Algunas de las causas del envejecimiento de la población china son bien conocidas, como la política del hijo único, vigente desde hace más de tres décadas. Según el gobierno, la medida ha evitado el nacimiento de unos 400 millones de personas, número más que suficiente para garantizar su continuidad en el tiempo, pese a su influencia en el crecimiento económico. Otras causas del fenómeno se deben al sostenido aumento en la esperanza de vida, en estrecha relación con las mejoras en los sistemas de salud y de seguridad social.

El impacto más destacado de esta circunstancia es la paulatina disminución de la fuerza laboral, especialmente entre los trabajadores no calificados. En China, cada vez son menos los trabajadores provenientes de las áreas rurales, en un escenario legal que ha tendido a desterrar los bajos salarios y las extensas jornadas de empleo. El informe del Centro de Investigación sobre Envejecimiento de China anota que para el 2013, la población en edad laboral descenderá a 936 millones, a diferencia de los 939 millones del 2012. Realidad que afectará sin duda a la competitividad de su economía.

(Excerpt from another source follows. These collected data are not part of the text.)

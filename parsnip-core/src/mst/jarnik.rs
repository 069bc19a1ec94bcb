//! Heap-driven Jarník–Prim for small populations.
//!
//! Materialises every pair into a pooled edge vector, bulk-loads a binary
//! heap and pops in cost order, discarding edges whose endpoints are already
//! joined. The scratch buffers go back to their pools on every exit path.

use std::cmp::Reverse;

use super::union_find::UnionFind;
use super::{Edge, EdgePools, MstError};
use crate::error::SearchError;
use crate::matrix::DistanceMatrix;

/// Builds the spanning tree by sorting all C(V,2) edges through a heap.
///
/// # Errors
/// Returns [`MstError::EmptyGraph`] for an empty matrix and
/// [`MstError::PoolPoisoned`] when the scratch pools are unusable.
pub fn build(matrix: &DistanceMatrix, pools: &EdgePools) -> Result<Vec<Edge>, MstError> {
    let n = matrix.len();
    if n == 0 {
        return Err(MstError::EmptyGraph);
    }
    let mut scratch = pools.edges.acquire().map_err(as_pool_error)?;
    for i in 1..n {
        for j in 0..i {
            scratch.push(Edge::new(
                u32::try_from(j).unwrap_or(u32::MAX),
                u32::try_from(i).unwrap_or(u32::MAX),
                matrix.at(i, j),
            ));
        }
    }
    let mut heap = match pools.heaps.acquire() {
        Ok(heap) => heap,
        Err(err) => {
            pools.edges.release(scratch);
            return Err(as_pool_error(err));
        }
    };
    heap.extend(scratch.drain(..).map(Reverse));

    let mut joined = UnionFind::new(n);
    let mut edges = Vec::with_capacity(n.saturating_sub(1));
    while edges.len() + 1 < n {
        let Some(Reverse(edge)) = heap.pop() else {
            pools.edges.release(scratch);
            pools.heaps.release(heap);
            return Err(MstError::Disconnected {
                components: n - edges.len(),
            });
        };
        if joined.union(edge.u, edge.v) {
            edges.push(edge);
        }
    }
    pools.edges.release(scratch);
    pools.heaps.release(heap);
    Ok(edges)
}

fn as_pool_error(_: SearchError) -> MstError {
    MstError::PoolPoisoned
}
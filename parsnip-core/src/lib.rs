//! Maximum-parsimony phylogenetic tree search.
//!
//! The crate grows a tree over aligned nucleotide sequences by repeatedly
//! building minimum spanning trees over a substitution-count matrix,
//! inferring intermediate (ancestral) sequences from the mutation sets on
//! the edges, and judging rebuilt candidates with a self-calibrating
//! Metropolis acceptance rule. A sampling phase masks recurrent columns to
//! escape local minima before the tree is cleaned up and reported.
//!
//! [`Search`] is the entry point: feed it [`Dataset`]s and a validated
//! [`SearchConfig`], optionally wire in a [`TreeSeeder`] for the initial
//! topology, and collect [`SearchOutcome`]s.

pub mod accept;
pub mod arena;
pub mod config;
pub mod error;
pub mod fitch;
pub mod gaps;
pub mod infer;
pub mod matrix;
pub mod mst;
pub mod mutation;
pub mod pool;
pub mod sampling;
pub mod search;
pub mod seq;
pub mod tree;

pub use crate::{
    config::{AcceptanceMode, ConfigError, InferenceStrategy, SearchConfig, SearchConfigBuilder},
    error::{Result, SearchError, SearchErrorCode},
    search::{Dataset, ExportNode, Search, SearchOutcome, TreeSeeder},
};
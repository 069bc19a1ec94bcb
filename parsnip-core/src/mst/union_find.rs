//! Sequential union-find with path halving and union by rank.

/// Disjoint-set forest over dense vertex indices.
#[derive(Debug)]
pub struct UnionFind {
    parent: Vec<u32>,
    rank: Vec<u8>,
}

impl UnionFind {
    /// Creates `n` singleton sets.
    #[must_use]
    pub fn new(n: usize) -> Self {
        Self {
            parent: (0..n).map(|i| u32::try_from(i).unwrap_or(u32::MAX)).collect(),
            rank: vec![0; n],
        }
    }

    /// Representative of the set containing `x`, halving the path walked.
    pub fn find(&mut self, x: u32) -> u32 {
        let mut cur = x;
        loop {
            let Some(&p) = self.parent.get(cur as usize) else {
                return cur;
            };
            if p == cur {
                return cur;
            }
            let grand = self.parent.get(p as usize).copied().unwrap_or(p);
            if let Some(slot) = self.parent.get_mut(cur as usize) {
                *slot = grand;
            }
            cur = grand;
        }
    }

    /// Merges the sets containing `a` and `b`; false when already joined.
    pub fn union(&mut self, a: u32, b: u32) -> bool {
        let ra = self.find(a);
        let rb = self.find(b);
        if ra == rb {
            return false;
        }
        let (ra_rank, rb_rank) = (
            self.rank.get(ra as usize).copied().unwrap_or(0),
            self.rank.get(rb as usize).copied().unwrap_or(0),
        );
        let (root, child) = if ra_rank >= rb_rank { (ra, rb) } else { (rb, ra) };
        if let Some(slot) = self.parent.get_mut(child as usize) {
            *slot = root;
        }
        if ra_rank == rb_rank {
            if let Some(r) = self.rank.get_mut(root as usize) {
                *r = r.saturating_add(1);
            }
        }
        true
    }

    /// Whether both indices sit in the same set.
    pub fn joined(&mut self, a: u32, b: u32) -> bool {
        self.find(a) == self.find(b)
    }
}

Pero no todo debe verse en clave negativa, puesto que la transformación demográfica del país asiático también abre importantes oportunidades para la inversión en otros sectores, como salud y seguros. Según el FMI, el gasto público chino en salud, pensiones y otras formas de protección social gira en torno al 5,7 % del PIB, menos de la mitad de lo que invierten otras economías con niveles de desarrollo similar. El entretenimiento y los servicios recreativos son otras áreas que podrían experimentar igualmente una mayor demanda en el futuro, a medida que aumenta el número de jubilados.

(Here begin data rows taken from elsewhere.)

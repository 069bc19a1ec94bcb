//! Reusable buffer pools for the spanning-tree engines.
//!
//! The dense engines allocate edge vectors and heaps of C(V,2) entries every
//! iteration; recycling those buffers keeps the allocator out of the hot
//! loop. Pools hand out the most recently released buffer or allocate a
//! fresh one, and clear a buffer on release.

use std::collections::BinaryHeap;
use std::sync::Mutex;

use crate::error::{Result, SearchError};

/// A buffer that can be emptied and handed back to a pool.
pub trait Reusable: Default {
    /// Drops the contents, keeping the allocation.
    fn reset(&mut self);
}

impl<T> Reusable for Vec<T> {
    fn reset(&mut self) {
        self.clear();
    }
}

impl<T: Ord> Reusable for BinaryHeap<T> {
    fn reset(&mut self) {
        self.clear();
    }
}

/// Mutex-guarded stack of idle buffers.
#[derive(Debug, Default)]
pub struct Pool<T: Reusable> {
    idle: Mutex<Vec<T>>,
}

impl<T: Reusable> Pool<T> {
    /// Creates an empty pool.
    #[must_use]
    pub fn new() -> Self {
        Self {
            idle: Mutex::new(Vec::new()),
        }
    }

    /// Takes the most recently released buffer, or a fresh default one.
    ///
    /// # Errors
    /// Returns [`SearchError::PoolPoisoned`] when a previous holder panicked
    /// while the lock was held.
    pub fn acquire(&self) -> Result<T> {
        let mut idle = self.idle.lock().map_err(|_| SearchError::PoolPoisoned)?;
        Ok(idle.pop().unwrap_or_default())
    }

    /// Clears the buffer and returns it to the pool. A poisoned pool simply
    /// drops the buffer; nothing else can be salvaged at that point.
    pub fn release(&self, mut buffer: T) {
        buffer.reset();
        if let Ok(mut idle) = self.idle.lock() {
            idle.push(buffer);
        }
    }

    /// Drops every idle buffer.
    ///
    /// # Errors
    /// Returns [`SearchError::PoolPoisoned`] when the lock is poisoned.
    pub fn clear(&self) -> Result<()> {
        let mut idle = self.idle.lock().map_err(|_| SearchError::PoolPoisoned)?;
        idle.clear();
        Ok(())
    }

    /// Number of idle buffers currently held.
    ///
    /// # Errors
    /// Returns [`SearchError::PoolPoisoned`] when the lock is poisoned.
    pub fn idle_len(&self) -> Result<usize> {
        let idle = self.idle.lock().map_err(|_| SearchError::PoolPoisoned)?;
        Ok(idle.len())
    }
}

Para Latinoamérica y para Chile, en particular, China continúa conformando un continente por descubrir, más aún ahora que se avecinan cambios importantes, en diferentes planos, como el de la composición etaria del país. Así como la creciente clase media china constituirá muy pronto un mercado de 400 millones de personas, también el conjunto de personas que superarán los 60 años de edad continuaran aumentando. Urge entonces ir generando una adecuada estrategia de acercamiento a esta diversidad, que tiene en la industria turística, probablemente, una de sus principales fuentes de desarrollo.